BG: Yes. The decision to leave AV outside – there’s so many factors that weigh into it. But certainly, we looked at that as one factor, how people will respond. Remember, the whole notion of improving software and making it better for users has been attacked because it makes it tough for competitors.
That’s the basic framework we have, where we’re kind of saying if we put new things in and don’t raise the price, it’s there, that’s competition, that’s beneficial to users, and other people are saying no, let’s protect us competitors. That’s a tricky framework. Clearly if that was all we thought about we wouldn’t have put all this new stuff in, but we have.

FT: Yahoo and AOL are planning to offer a service under which they charge companies a small fee for delivering their bulk email in a way that avoids it being blocked by spam filters. Will Microsoft so something similar?

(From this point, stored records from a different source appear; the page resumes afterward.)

//! Staking-provider instructions.
//!
//! The provider accepts native lamports through `submit` and mints receipt
//! tokens (its internal stake units) to a destination token account. Two
//! pricing views convert between receipt units and pooled lamport value.

use anchor_lang::prelude::*;
use anchor_lang::solana_program::instruction::{AccountMeta, Instruction};
use anchor_lang::solana_program::program_error::ProgramError;

/// Discriminator for `submit(referral, value)`.
pub const SUBMIT: u8 = 0;
/// Discriminator for the units → lamport-value pricing view.
pub const POOLED_VALUE_BY_UNITS: u8 = 1;
/// Discriminator for the lamport-value → units pricing view.
pub const UNITS_BY_POOLED_VALUE: u8 = 2;

#[derive(AnchorSerialize, AnchorDeserialize, Clone, Debug, PartialEq, Eq)]
pub struct SubmitParams {
    /// Referral identity forwarded to the provider; `Pubkey::default()` for none.
    pub referral: Pubkey,
    /// Lamports to stake. The payer account funds this amount.
    pub value: u64,
}

/// Account order for `submit`:
/// 0. provider state (writable)
/// 1. provider reserve, receives the staked lamports (writable)
/// 2. payer, source of lamports (writable, signer)
/// 3. receipt mint (writable)
/// 4. destination receipt token account (writable)
/// 5. SPL Token program
/// 6. System program
pub fn submit(
    program_id: Pubkey,
    state: Pubkey,
    reserve: Pubkey,
    payer: Pubkey,
    receipt_mint: Pubkey,
    destination: Pubkey,
    token_program: Pubkey,
    system_program: Pubkey,
    params: SubmitParams,
) -> Result<Instruction> {
    let mut data = vec![SUBMIT];
    data.extend_from_slice(
        &params
            .try_to_vec()
            .map_err(|_| ProgramError::InvalidInstructionData)?,
    );
    Ok(Instruction {
        program_id,
        accounts: vec![
            AccountMeta::new(state, false),
            AccountMeta::new(reserve, false),
            AccountMeta::new(payer, true),
            AccountMeta::new(receipt_mint, false),
            AccountMeta::new(destination, false),
            AccountMeta::new_readonly(token_program, false),
            AccountMeta::new_readonly(system_program, false),
        ],
        data,
    })
}

/// Pricing view: lamport value of `units` receipt units.
///
/// Account order: 0. provider state (readonly). Answer via return data (u64 LE).
pub fn pooled_value_by_units(program_id: Pubkey, state: Pubkey, units: u64) -> Result<Instruction> {
    let mut data = vec![POOLED_VALUE_BY_UNITS];
    data.extend_from_slice(&units.to_le_bytes());
    Ok(Instruction {
        program_id,
        accounts: vec![AccountMeta::new_readonly(state, false)],
        data,
    })
}

/// Pricing view: receipt units corresponding to `value` lamports.
///
/// Account order: 0. provider state (readonly). Answer via return data (u64 LE).
pub fn units_by_pooled_value(program_id: Pubkey, state: Pubkey, value: u64) -> Result<Instruction> {
    let mut data = vec![UNITS_BY_POOLED_VALUE];
    data.extend_from_slice(&value.to_le_bytes());
    Ok(Instruction {
        program_id,
        accounts: vec![AccountMeta::new_readonly(state, false)],
        data,
    })
}

#[cfg(test)]
mod tests {
    use super::*;

    #[test]
    fn submit_encodes_discriminator_and_params() {
        let ix = submit(
            Pubkey::new_unique(),
            Pubkey::new_unique(),
            Pubkey::new_unique(),
            Pubkey::new_unique(),
            Pubkey::new_unique(),
            Pubkey::new_unique(),
            Pubkey::new_unique(),
            Pubkey::new_unique(),
            SubmitParams {
                referral: Pubkey::default(),
                value: 1_000,
            },
        )
        .unwrap();
        assert_eq!(ix.data[0], SUBMIT);
        let params = SubmitParams::deserialize(&mut &ix.data[1..]).unwrap();
        assert_eq!(params.value, 1_000);
        assert_eq!(ix.accounts.len(), 7);
        // The payer must sign: it funds the stake.
        assert!(ix.accounts[2].is_signer);
    }

    #[test]
    fn pricing_views_are_readonly() {
        let ix = pooled_value_by_units(Pubkey::new_unique(), Pubkey::new_unique(), 7).unwrap();
        assert_eq!(ix.data[0], POOLED_VALUE_BY_UNITS);
        assert!(!ix.accounts[0].is_writable);
    }
}
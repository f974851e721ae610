use crate::account_structs::*;
use crate::error::*;
use crate::events::*;
use crate::guard;
use crate::state::{
    apply_redemption_fee, calculate_assets_to_shares, calculate_required_assets,
    calculate_shares_to_stake_units, migrate_schema, validate_fee_bps, MAX_ADMINISTRATORS,
    SCHEMA_VERSION,
};
use anchor_lang::prelude::*;
use anchor_lang::solana_program::program::{get_return_data, invoke, invoke_signed};
use anchor_lang::system_program;
use anchor_spl::token::{self, Approve, Burn, CloseAccount, MintTo, SyncNative, Transfer};
use staking_interface::provider::{self, SubmitParams};
use staking_interface::queue::{self, ClaimWithdrawalParams, RequestWithdrawalsParams};

/*
# Accounting model

Shares are a proportional claim on the vault's staked position. The position
itself lives with the external staking provider: the vault holds receipt
units in a PDA-owned token account and prices them through the provider's
pricing views on every instruction, never caching the result across calls.

All conversions floor. The gas buffer is reserved from every stake so the
staking call can cover its own execution cost; whatever the call leaves
behind is refunded to the payer in the same instruction.

The redemption fee is charged once, on the gross unstaked value. `withdraw`
treats its input as the gross pre-fee amount; `redeem` derives the gross
value from the shares being burned. Both paths unstake gross, pay the net
amount out and retain the fee in wrapped-asset custody. The asymmetry is in
the input denomination only and is intentional, mirroring the
deposit/redeem preview split.
*/

pub fn initialize(
    ctx: Context<Initialize>,
    fee_bps: u16,
    fee_administrators: Vec<Pubkey>,
    max_deposit: u64,
) -> Result<()> {
    guard::validate_program_update_authority(&ctx.accounts.program_data, &ctx.accounts.signer)?;
    require!(
        fee_administrators.len() <= MAX_ADMINISTRATORS,
        VaultError::TooManyAdministrators
    );
    validate_fee_bps(fee_bps)?;
    require!(
        ctx.accounts.provider_state.key() != Pubkey::default(),
        VaultError::InvalidStakingProvider
    );
    require!(
        ctx.accounts.queue_state.key() != Pubkey::default(),
        VaultError::InvalidWithdrawalQueue
    );

    let config = &mut ctx.accounts.vault_config;
    config.version = SCHEMA_VERSION;
    config.base_asset_mint = ctx.accounts.base_asset_mint.key();
    config.share_mint = ctx.accounts.share_mint.key();
    config.receipt_mint = ctx.accounts.receipt_mint.key();
    config.staking_provider = ctx.accounts.staking_provider.key();
    config.provider_state = ctx.accounts.provider_state.key();
    config.withdrawal_queue = ctx.accounts.withdrawal_queue.key();
    config.queue_state = ctx.accounts.queue_state.key();
    config.fee_basis_points = fee_bps;
    config.max_deposit = max_deposit;
    config.fee_administrators = fee_administrators;
    config.paused = false;
    config.locked = false;
    config.bump = ctx.bumps.vault_config;

    msg!(
        "Vault initialized: provider {}, queue {}, fee {} bps",
        config.staking_provider,
        config.withdrawal_queue,
        config.fee_basis_points
    );
    Ok(())
}

pub fn deposit(ctx: Context<Deposit>, assets: u64) -> Result<u64> {
    guard::acquire_lock(&mut ctx.accounts.vault_config)?;
    require!(!ctx.accounts.vault_config.paused, VaultError::ProtocolPaused);
    require!(assets > 0, VaultError::InvalidAmount);
    require!(
        assets <= ctx.accounts.vault_config.max_deposit,
        VaultError::ExceededMaxDeposit
    );

    // Snapshot before staking: the conversion prices against the position
    // as it stood when the depositor entered.
    let total_shares = ctx.accounts.share_mint.supply;
    let receipt_balance = ctx.accounts.vault_receipt_account.amount;
    let total_staked_value = query_pooled_value(
        &ctx.accounts.provider_program,
        &ctx.accounts.provider_state,
        receipt_balance,
    )?;
    msg!("Current total_shares: {}", total_shares);
    msg!("Current total_staked_value: {}", total_staked_value);
    msg!("Deposit amount: {}", assets);

    let vault_authority_bump = ctx.bumps.vault_authority;
    let outcome = stake_into_provider(ctx.accounts, vault_authority_bump, assets)?;

    let shares = calculate_assets_to_shares(assets, total_shares, total_staked_value)?;
    require!(shares > 0, VaultError::DepositTooSmall);
    msg!("Shares to mint calculated: {}", shares);

    // Mint only after the stake succeeded so a staking failure never leaves
    // shares outstanding.
    mint_shares_to_receiver(ctx.accounts, ctx.bumps.mint_authority, shares)?;

    let total_shares_after = total_shares
        .checked_add(shares)
        .ok_or(VaultError::Overflow)?;
    emit!(DepositEvent {
        user: ctx.accounts.signer.key(),
        receiver: ctx.accounts.receiver_share_account.owner,
        deposit_amount: assets,
        staked_amount: outcome.staked_lamports,
        receipt_units: outcome.receipt_units,
        minted_shares: shares,
        refunded_lamports: outcome.refunded_lamports,
        share_mint: ctx.accounts.share_mint.key(),
        total_shares: total_shares_after,
        totals_last_update_slot: Clock::get()?.slot,
    });

    guard::release_lock(&mut ctx.accounts.vault_config);
    Ok(shares)
}
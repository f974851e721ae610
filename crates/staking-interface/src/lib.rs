//! CPI instruction builders for the external staking stack.
//!
//! The vault program treats the staking provider and its withdrawal queue as
//! opaque programs: it only knows their pubkeys (stored in the vault config)
//! and the wire shape of a handful of instructions. This crate pins that wire
//! shape in one place so the vault and any off-chain tooling agree on it.
//!
//! Instruction data layout is `[discriminator: u8]` followed by the
//! Borsh-serialized parameter struct. View instructions answer through
//! `set_return_data`, which the caller reads back with `get_return_data`
//! after the CPI returns.

pub mod provider;
pub mod queue;

/// Read a little-endian u64 out of CPI return data.
///
/// Both the provider pricing views and the queue request instruction answer
/// with plain u64 payloads.
pub fn parse_u64_return(data: &[u8]) -> Option<u64> {
    let bytes: [u8; 8] = data.get(..8)?.try_into().ok()?;
    Some(u64::from_le_bytes(bytes))
}

#[cfg(test)]
mod tests {
    use super::*;

    #[test]
    fn parse_u64_return_reads_le_prefix() {
        let mut data = 42u64.to_le_bytes().to_vec();
        data.push(0xff); // trailing bytes are ignored
        assert_eq!(parse_u64_return(&data), Some(42));
    }

    #[test]
    fn parse_u64_return_rejects_short_payload() {
        assert_eq!(parse_u64_return(&[1, 2, 3]), None);
    }
}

BG: We don’t charge for Hotmail. I don’t see anything we’re likely to do where we charge per email. We charge to license Exchange, we charge to license Outlook, those are super-good businesses, we have a super-good share of those things. But charging per email, I don’t see us doing that.

FT: You have talked about building a “trust ecosystem” on the internet in which users’ identity information can be shared between websites. Would this be a closed system, or an open one?

BG: It’s totally standards-based and totally open. It runs on all platforms. It’s a series of standards that we’ve worked on – in fact, IBM has been one of the key participants in these standards. It’s got to work across all systems or it’s not worthwhile. It’s a great industry standard, just liked we’ve helped to extend HMTL for everybody to use, and TCP-IP for everybody to use. We have an implementation of it that will compete on the implementation. But the whole notion of the protocols, how it’s done, that’s all in these WSTrust standards. Believe me, we know a lot about this. When we did Hailstorm, four or five years ago – it wasn’t a plot to be the central root of trust or anything like that, but it was perceived as such. Our guys who work in this area have made it so clear that this is open, that everybody connects up to this. We are so clear on this.

FT: Is this the Hailstorm vision under a different name?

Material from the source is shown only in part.